Saved entries:
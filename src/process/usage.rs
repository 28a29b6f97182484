/*!
 * Simulated Resource Usage
 * Cosmetic CPU/memory/disk figures for display only
 *
 * Values are recomputed every tick from the process state with a random
 * jitter. Nothing in the scheduler reads them back.
 */

use super::types::{BlockReason, ProcessState};
use rand::Rng;
use serde::{Deserialize, Serialize};

/// Displayed resource figures of one process
#[derive(Debug, Clone, Copy, PartialEq, Default, Serialize, Deserialize)]
#[serde(rename_all = "snake_case")]
pub struct ResourceUsage {
    pub cpu_percent: f32,
    pub memory_mb: u32,
    pub disk_mbps: f32,
    #[serde(skip)]
    base: Baseline,
}

#[derive(Debug, Clone, Copy, PartialEq, Default)]
struct Baseline {
    cpu: f32,
    memory: u32,
    disk: f32,
}

impl ResourceUsage {
    /// Draw the per-process baseline at creation time
    pub fn initial<R: Rng + ?Sized>(rng: &mut R) -> Self {
        let cpu = rng.gen_range(5.0..30.0);
        let memory = rng.gen_range(100..=800);
        let disk = rng.gen_range(0.5..8.0);
        Self {
            cpu_percent: cpu,
            memory_mb: memory,
            disk_mbps: disk,
            base: Baseline { cpu, memory, disk },
        }
    }

    /// Recompute displayed figures for the given state
    pub fn refresh<R: Rng + ?Sized>(&mut self, state: &ProcessState, rng: &mut R) {
        let base = self.base;
        match state {
            ProcessState::Running => {
                self.cpu_percent = jitter(rng, self.cpu_percent.max(base.cpu + 10.0), 1.0, 100.0, 0.15);
                self.disk_mbps = jitter(rng, self.disk_mbps.max(base.disk + 1.0), 0.0, 60.0, 0.20);
                self.memory_mb = jitter(rng, self.memory_mb.max(base.memory) as f32, 50.0, 4096.0, 0.03) as u32;
            }
            ProcessState::New | ProcessState::Ready => {
                self.cpu_percent = jitter(rng, (base.cpu * 0.8).max(1.0), 1.0, 50.0, 0.10);
                self.disk_mbps = jitter(rng, base.disk * 0.7, 0.0, 20.0, 0.15);
                self.memory_mb = jitter(rng, base.memory as f32, 50.0, 4096.0, 0.02) as u32;
            }
            ProcessState::Blocked(reason) => {
                let disk_factor = if matches!(reason, BlockReason::Io { .. }) { 1.5 } else { 0.5 };
                self.cpu_percent = jitter(rng, 2.0, 1.0, 20.0, 0.10);
                self.disk_mbps = jitter(rng, base.disk * disk_factor, 0.0, 30.0, 0.12);
                self.memory_mb = jitter(rng, base.memory as f32, 50.0, 4096.0, 0.01) as u32;
            }
            ProcessState::Finished => {
                self.cpu_percent = 0.0;
                self.disk_mbps = 0.0;
                self.memory_mb = 0;
            }
            ProcessState::Zombie => {
                let residue = (base.memory as f32 * 0.1).clamp(10.0, 128.0);
                self.cpu_percent = jitter(rng, 1.0, 0.0, 5.0, 0.10);
                self.disk_mbps = jitter(rng, 0.2, 0.0, 2.0, 0.10);
                self.memory_mb = jitter(rng, residue, 5.0, 256.0, 0.10) as u32;
            }
        }
    }
}

/// Random walk of `value` by at most `scale * max(1, value)`, clamped to `[lo, hi]`
pub fn jitter<R: Rng + ?Sized>(rng: &mut R, value: f32, lo: f32, hi: f32, scale: f32) -> f32 {
    let delta = (rng.gen::<f32>() * 2.0 - 1.0) * scale * value.max(1.0);
    (value + delta).clamp(lo, hi)
}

= How to complete this task =
In the records above, the lines containing the string "scale" should be counted; give only the total.

= Finished exercise =
3